Ciò dunque crea una situazione in virtù della quale si penalizzano gli studi ad indirizzo umanistico.
Comunque, e questo è il punto fondamentale, la performatività fa sì che il sapere si subordini inequivocabilmente alle istituzioni, al potere centrale, creando tra l’altro una mercificazione del sapere e (perché no?) facendo tornare alla ribalta l’utilitarismo di un Jeremy Bentham che tanto caro fu nella prima rivoluzione industriale.
Attualmente, le istituzioni deputate al sapere e alla ricerca si stanno orientando verso una dissociazione dei due aspetti della didattica:”…dissociare questi due aspetti della didattica, quello della riproduzione semplice e quello della riproduzione allargata applicando la distinzione ad entità di ogni tipo, che si tratti di istituzioni, di livelli o di cicli interni alle istituzioni, di raggruppamenti di istituzioni, di raggruppamenti di discipline, di cui alcuni vengono votati alla selezione e alla riproduzione delle competenze professionali, gli altri alla promozione e alla incentivazione degli spiriti immaginativi.I canali di trasmissione messe a disposizione dei primi potranno essere semplificati e massificati;i secondi hanno diritto ad una struttura di piccoli gruppi retti da un egualitarismo aristocratico”.
Che dire, in conclusione?
La scienza ha precipuamente il compito di scoprire a che gioco gioca la natura, alla luce delle recenti ricerche sulla meccanica quantistica, sull’astronomia e sulle recentissime questioni circa l’esobiologia…è una scienza che insegue l’instabile e l’ignoto e tenta, se non altro, di analizzarlo…

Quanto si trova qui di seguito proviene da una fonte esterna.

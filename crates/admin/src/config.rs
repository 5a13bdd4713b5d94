//! Admin configuration loaded from environment variables.
//!
//! # Environment Variables
//!
//! ## Required
//! - `ADMIN_DATABASE_URL` (or `DATABASE_URL`) - `PostgreSQL` connection string
//! - `FRONTEND_STORE_URL` - Public storefront URL; checkout returns shoppers here
//! - `AUTH_SECRET_KEY` - Auth provider backend secret key (verifies session tokens)
//! - `STRIPE_SECRET_KEY` - Stripe secret API key
//!
//! ## Optional
//! - `ADMIN_HOST` - Bind address (default: 127.0.0.1)
//! - `ADMIN_PORT` - Listen port (default: 3001)
//! - `AUTH_API_URL` - Auth provider backend API (default: <https://api.clerk.com/v1>)
//! - `STRIPE_API_URL` - Stripe API base (default: <https://api.stripe.com/v1>)
//! - `DATABASE_MAX_CONNECTIONS` - Pool size (default: 10)
//! - `DATABASE_ACQUIRE_TIMEOUT_SECS` - Seconds to wait for a pooled connection (default: 10)
//! - `SENTRY_DSN` - Sentry error tracking DSN
//! - `SENTRY_ENVIRONMENT` - Sentry environment name
//! - `SENTRY_SAMPLE_RATE` - Error sample rate (default: 1.0)
//! - `SENTRY_TRACES_SAMPLE_RATE` - Traces sample rate (default: 1.0)
//! - `LOG_FORMAT` - `json` for structured logs, anything else for text

use std::collections::HashMap;
use std::net::{IpAddr, SocketAddr};
use std::time::Duration;

use secrecy::SecretString;
use thiserror::Error;
use url::Url;

const MIN_ENTROPY_BITS_PER_CHAR: f64 = 3.3;
const DEFAULT_AUTH_API_URL: &str = "https://api.clerk.com/v1";
const DEFAULT_STRIPE_API_URL: &str = "https://api.stripe.com/v1";
const DEFAULT_MAX_CONNECTIONS: u32 = 10;
const DEFAULT_ACQUIRE_TIMEOUT_SECS: u64 = 10;

/// Blocklist of common placeholder patterns (case-insensitive)
const PLACEHOLDER_PATTERNS: &[&str] = &[
    "your-",
    "changeme",
    "replace",
    "placeholder",
    "example",
    "password",
    "xxx",
    "todo",
    "fixme",
    "insert",
    "enter-",
    "put-your",
    "add-your",
];

/// Configuration errors that can occur during loading.
#[derive(Debug, Error)]
pub enum ConfigError {
    #[error("Missing environment variable: {0}")]
    MissingEnvVar(String),
    #[error("Invalid environment variable {0}: {1}")]
    InvalidEnvVar(String, String),
    #[error("Insecure secret in {0}: {1}")]
    InsecureSecret(String, String),
}

/// Output format of the server log.
#[derive(Debug, Clone, Copy, PartialEq, Eq, Default)]
pub enum LogFormat {
    /// Human-readable lines.
    #[default]
    Text,
    /// One JSON object per event.
    Json,
}

impl LogFormat {
    fn parse(value: Option<&str>) -> Self {
        match value {
            Some(v) if v.eq_ignore_ascii_case("json") => Self::Json,
            _ => Self::Text,
        }
    }
}

/// Admin application configuration.
#[derive(Debug, Clone)]
pub struct AdminConfig {
    /// `PostgreSQL` database connection URL (contains password)
    pub database_url: SecretString,
    /// Maximum pooled database connections
    pub database_max_connections: u32,
    /// How long a request waits for a pooled connection
    pub database_acquire_timeout: Duration,
    /// IP address to bind the server to
    pub host: IpAddr,
    /// Port to listen on
    pub port: u16,
    /// Public storefront URL (checkout success/cancel pages live here)
    pub frontend_store_url: Url,
    /// Auth provider configuration
    pub auth: AuthConfig,
    /// Stripe configuration
    pub stripe: StripeConfig,
    /// Sentry DSN for error tracking
    pub sentry_dsn: Option<String>,
    /// Sentry environment (e.g., "development", "staging", "production")
    pub sentry_environment: Option<String>,
    /// Sentry error sample rate (0.0 to 1.0)
    pub sentry_sample_rate: f32,
    /// Sentry traces sample rate for performance monitoring (0.0 to 1.0)
    pub sentry_traces_sample_rate: f32,
    /// Log output format
    pub log_format: LogFormat,
}

/// Auth provider backend configuration.
///
/// Implements `Debug` manually to redact the secret key.
#[derive(Clone)]
pub struct AuthConfig {
    /// Backend API base URL
    pub api_url: Url,
    /// Instance secret key
    pub secret_key: SecretString,
}

impl std::fmt::Debug for AuthConfig {
    fn fmt(&self, f: &mut std::fmt::Formatter<'_>) -> std::fmt::Result {
        f.debug_struct("AuthConfig")
            .field("api_url", &self.api_url.as_str())
            .field("secret_key", &"[REDACTED]")
            .finish()
    }
}

/// Stripe API configuration.
///
/// Implements `Debug` manually to redact the secret key.
#[derive(Clone)]
pub struct StripeConfig {
    /// API base URL
    pub api_url: Url,
    /// Secret API key (sk_live_... / sk_test_...)
    pub secret_key: SecretString,
}

impl std::fmt::Debug for StripeConfig {
    fn fmt(&self, f: &mut std::fmt::Formatter<'_>) -> std::fmt::Result {
        f.debug_struct("StripeConfig")
            .field("api_url", &self.api_url.as_str())
            .field("secret_key", &"[REDACTED]")
            .finish()
    }
}

impl AdminConfig {
    /// Load configuration from environment variables.
    ///
    /// Calls `dotenvy::dotenv()` to load from `.env` file if present.
    ///
    /// # Errors
    ///
    /// Returns `ConfigError` if required variables are missing, invalid, or
    /// if secrets fail validation (placeholder detection, entropy check).
    pub fn from_env() -> Result<Self, ConfigError> {
        // Load .env file if present (ignore errors if not found)
        let _ = dotenvy::dotenv();

        let database_url = get_database_url("ADMIN_DATABASE_URL")?;
        let database_max_connections = get_optional_env("DATABASE_MAX_CONNECTIONS")
            .map(|v| {
                v.parse::<u32>().map_err(|e| {
                    ConfigError::InvalidEnvVar("DATABASE_MAX_CONNECTIONS".to_string(), e.to_string())
                })
            })
            .transpose()?
            .unwrap_or(DEFAULT_MAX_CONNECTIONS);
        let database_acquire_timeout =
            parse_acquire_timeout(get_optional_env("DATABASE_ACQUIRE_TIMEOUT_SECS").as_deref())?;
        let host = get_env_or_default("ADMIN_HOST", "127.0.0.1")
            .parse::<IpAddr>()
            .map_err(|e| ConfigError::InvalidEnvVar("ADMIN_HOST".to_string(), e.to_string()))?;
        let port = get_env_or_default("ADMIN_PORT", "3001")
            .parse::<u16>()
            .map_err(|e| ConfigError::InvalidEnvVar("ADMIN_PORT".to_string(), e.to_string()))?;
        let frontend_store_url = parse_url("FRONTEND_STORE_URL", &get_required_env("FRONTEND_STORE_URL")?)?;

        let auth = AuthConfig::from_env()?;
        let stripe = StripeConfig::from_env()?;
        let sentry_dsn = get_optional_env("SENTRY_DSN");
        let sentry_environment = get_optional_env("SENTRY_ENVIRONMENT");
        let sentry_sample_rate = get_optional_env("SENTRY_SAMPLE_RATE")
            .and_then(|s| s.parse().ok())
            .unwrap_or(1.0);
        let sentry_traces_sample_rate = get_optional_env("SENTRY_TRACES_SAMPLE_RATE")
            .and_then(|s| s.parse().ok())
            .unwrap_or(1.0);
        let log_format = LogFormat::parse(get_optional_env("LOG_FORMAT").as_deref());

        Ok(Self {
            database_url,
            database_max_connections,
            database_acquire_timeout,
            host,
            port,
            frontend_store_url,
            auth,
            stripe,
            sentry_dsn,
            sentry_environment,
            sentry_sample_rate,
            sentry_traces_sample_rate,
            log_format,
        })
    }

    /// Returns the socket address for binding the server.
    #[must_use]
    pub const fn socket_addr(&self) -> SocketAddr {
        SocketAddr::new(self.host, self.port)
    }
}

impl AuthConfig {
    fn from_env() -> Result<Self, ConfigError> {
        Ok(Self {
            api_url: parse_url(
                "AUTH_API_URL",
                &get_env_or_default("AUTH_API_URL", DEFAULT_AUTH_API_URL),
            )?,
            secret_key: get_validated_secret("AUTH_SECRET_KEY")?,
        })
    }
}

impl StripeConfig {
    fn from_env() -> Result<Self, ConfigError> {
        Ok(Self {
            api_url: parse_url(
                "STRIPE_API_URL",
                &get_env_or_default("STRIPE_API_URL", DEFAULT_STRIPE_API_URL),
            )?,
            secret_key: get_validated_secret("STRIPE_SECRET_KEY")?,
        })
    }
}

// =============================================================================
// Helper Functions
// =============================================================================

/// Get a required environment variable.
fn get_required_env(key: &str) -> Result<String, ConfigError> {
    std::env::var(key).map_err(|_| ConfigError::MissingEnvVar(key.to_string()))
}

/// Get database URL with fallback to generic `DATABASE_URL`.
fn get_database_url(primary_key: &str) -> Result<SecretString, ConfigError> {
    if let Ok(value) = std::env::var(primary_key) {
        return Ok(SecretString::from(value));
    }
    if let Ok(value) = std::env::var("DATABASE_URL") {
        return Ok(SecretString::from(value));
    }
    Err(ConfigError::MissingEnvVar(primary_key.to_string()))
}

/// Get an optional environment variable.
fn get_optional_env(key: &str) -> Option<String> {
    std::env::var(key).ok()
}

/// Get an environment variable with a default value.
fn get_env_or_default(key: &str, default: &str) -> String {
    std::env::var(key).unwrap_or_else(|_| default.to_string())
}

/// Parse an absolute URL, reporting the variable name on failure.
/// Whole seconds, at least one. Unset means the default.
fn parse_acquire_timeout(value: Option<&str>) -> Result<Duration, ConfigError> {
    let Some(value) = value else {
        return Ok(Duration::from_secs(DEFAULT_ACQUIRE_TIMEOUT_SECS));
    };
    let invalid = |reason: String| {
        ConfigError::InvalidEnvVar("DATABASE_ACQUIRE_TIMEOUT_SECS".to_string(), reason)
    };
    match value.trim().parse::<u64>() {
        Ok(0) => Err(invalid("must be at least 1 second".to_string())),
        Ok(secs) => Ok(Duration::from_secs(secs)),
        Err(e) => Err(invalid(e.to_string())),
    }
}

fn parse_url(key: &str, value: &str) -> Result<Url, ConfigError> {
    Url::parse(value).map_err(|e| ConfigError::InvalidEnvVar(key.to_string(), e.to_string()))
}

/// Calculate Shannon entropy in bits per character.
fn shannon_entropy(s: &str) -> f64 {
    if s.is_empty() {
        return 0.0;
    }

    let mut freq: HashMap<char, usize> = HashMap::new();
    for c in s.chars() {
        *freq.entry(c).or_insert(0) += 1;
    }

    #[allow(clippy::cast_precision_loss)] // String length will never exceed f64 precision
    let len = s.len() as f64;
    freq.values()
        .map(|&count| {
            #[allow(clippy::cast_precision_loss)] // Character count will never exceed f64 precision
            let p = count as f64 / len;
            -p * p.log2()
        })
        .sum()
}

/// Validate that a secret is not a placeholder and has sufficient entropy.
fn validate_secret_strength(secret: &str, var_name: &str) -> Result<(), ConfigError> {
    let lower = secret.to_lowercase();

    for pattern in PLACEHOLDER_PATTERNS {
        if lower.contains(pattern) {
            return Err(ConfigError::InsecureSecret(
                var_name.to_string(),
                format!("appears to be a placeholder (contains '{pattern}')"),
            ));
        }
    }

    // Real API keys are random strings with high entropy
    let entropy = shannon_entropy(secret);
    if entropy < MIN_ENTROPY_BITS_PER_CHAR {
        return Err(ConfigError::InsecureSecret(
            var_name.to_string(),
            format!(
                "entropy too low ({entropy:.2} bits/char, need >= {MIN_ENTROPY_BITS_PER_CHAR:.1}). Use the key issued by the provider."
            ),
        ));
    }

    Ok(())
}

/// Load and validate a secret from environment.
fn get_validated_secret(key: &str) -> Result<SecretString, ConfigError> {
    let value = get_required_env(key)?;
    validate_secret_strength(&value, key)?;
    Ok(SecretString::from(value))
}

#[cfg(test)]
#[allow(clippy::unwrap_used)]
mod tests {
    use super::*;

    fn sample_config() -> AdminConfig {
        AdminConfig {
            database_url: SecretString::from("postgres://localhost/test"),
            database_max_connections: DEFAULT_MAX_CONNECTIONS,
            database_acquire_timeout: Duration::from_secs(DEFAULT_ACQUIRE_TIMEOUT_SECS),
            host: "127.0.0.1".parse().unwrap(),
            port: 3001,
            frontend_store_url: Url::parse("http://localhost:3000").unwrap(),
            auth: AuthConfig {
                api_url: Url::parse(DEFAULT_AUTH_API_URL).unwrap(),
                secret_key: SecretString::from("sk_test_auth_key_value"),
            },
            stripe: StripeConfig {
                api_url: Url::parse(DEFAULT_STRIPE_API_URL).unwrap(),
                secret_key: SecretString::from("sk_test_stripe_key_value"),
            },
            sentry_dsn: None,
            sentry_environment: None,
            sentry_sample_rate: 1.0,
            sentry_traces_sample_rate: 1.0,
            log_format: LogFormat::Text,
        }
    }

    #[test]
    fn test_shannon_entropy_empty() {
        assert!((shannon_entropy("") - 0.0).abs() < f64::EPSILON);
    }

    #[test]
    fn test_shannon_entropy_single_char() {
        assert!((shannon_entropy("aaaaaaa") - 0.0).abs() < f64::EPSILON);
    }

    #[test]
    fn test_shannon_entropy_two_chars() {
        // "ab" has entropy of 1 bit per char (50% a, 50% b)
        let entropy = shannon_entropy("ab");
        assert!((entropy - 1.0).abs() < 0.01);
    }

    #[test]
    fn test_validate_secret_strength_placeholder() {
        let result = validate_secret_strength("your-stripe-key-here", "STRIPE_SECRET_KEY");
        assert!(matches!(result, Err(ConfigError::InsecureSecret(_, _))));
    }

    #[test]
    fn test_validate_secret_strength_low_entropy() {
        let result = validate_secret_strength("sk_test_aaaaaaaaaaaaaaaaaaaaaaaa", "STRIPE_SECRET_KEY");
        assert!(result.is_err());
    }

    #[test]
    fn test_validate_secret_strength_stripe_style_key() {
        let result = validate_secret_strength(
            "sk_test_51HqLyjWDarjtT1zdp7dcXmtBvS4yqk9G8aBd",
            "STRIPE_SECRET_KEY",
        );
        assert!(result.is_ok());
    }

    #[test]
    fn test_log_format_parse() {
        assert_eq!(LogFormat::parse(Some("json")), LogFormat::Json);
        assert_eq!(LogFormat::parse(Some("JSON")), LogFormat::Json);
        assert_eq!(LogFormat::parse(Some("pretty")), LogFormat::Text);
        assert_eq!(LogFormat::parse(None), LogFormat::Text);
    }

    #[test]
    fn test_parse_url_reports_variable() {
        let err = parse_url("FRONTEND_STORE_URL", "not a url").unwrap_err();
        assert!(matches!(err, ConfigError::InvalidEnvVar(ref key, _) if key == "FRONTEND_STORE_URL"));
    }

    #[test]
    fn test_acquire_timeout_parse() {
        assert_eq!(parse_acquire_timeout(None).unwrap(), Duration::from_secs(10));
        assert_eq!(parse_acquire_timeout(Some("30")).unwrap(), Duration::from_secs(30));
        assert!(matches!(
            parse_acquire_timeout(Some("0")),
            Err(ConfigError::InvalidEnvVar(ref key, _)) if key == "DATABASE_ACQUIRE_TIMEOUT_SECS"
        ));
        assert!(parse_acquire_timeout(Some("soon")).is_err());
    }

    #[test]
    fn test_socket_addr() {
        let addr = sample_config().socket_addr();
        assert_eq!(addr.ip().to_string(), "127.0.0.1");
        assert_eq!(addr.port(), 3001);
    }

    #[test]
    fn test_config_debug_redacts_secrets() {
        let debug_output = format!("{:?}", sample_config());

        assert!(debug_output.contains("api.stripe.com"));
        assert!(debug_output.contains("[REDACTED]"));
        assert!(!debug_output.contains("sk_test_auth_key_value"));
        assert!(!debug_output.contains("sk_test_stripe_key_value"));
    }
}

Dunque, quale fonte di legittimazione per il sapere scientifico? Il consenso universale? Certamente no, dal momento che presuppone una unitarietà di accordo su delle regole e su delle metaprescrizioni che siano universalmente valide per tutti i giochi linguistici, e presuppone inoltre che la finalità del dialogare sia il consenso stesso…mentre invece il consenso non è un fine, come asserisce Lyotard, bensì uno stato di cose…
Secondo l’autore, in definitiva, due passi in avanti possono essere fatti, relativamente a questa questione:
1)”riconoscimento dell’eteromorfia dei giochi linguistici”;
2)”Il secondo passo è il principio in base al quale, se esiste consenso sulle regole che definiscono ciascun gioco e sulle mosse che vengono in esso effettuate, tale consenso deve essere locale…”.
Dunque non ha nessun senso cercare a tutti i costi l’universalità del consenso nell’ambito del discorso scientifico…del resto, come può darsi universalità in un mondo in cui le grandi metanarrazioni sono irreversibilmente e irrimediabilmente cadute?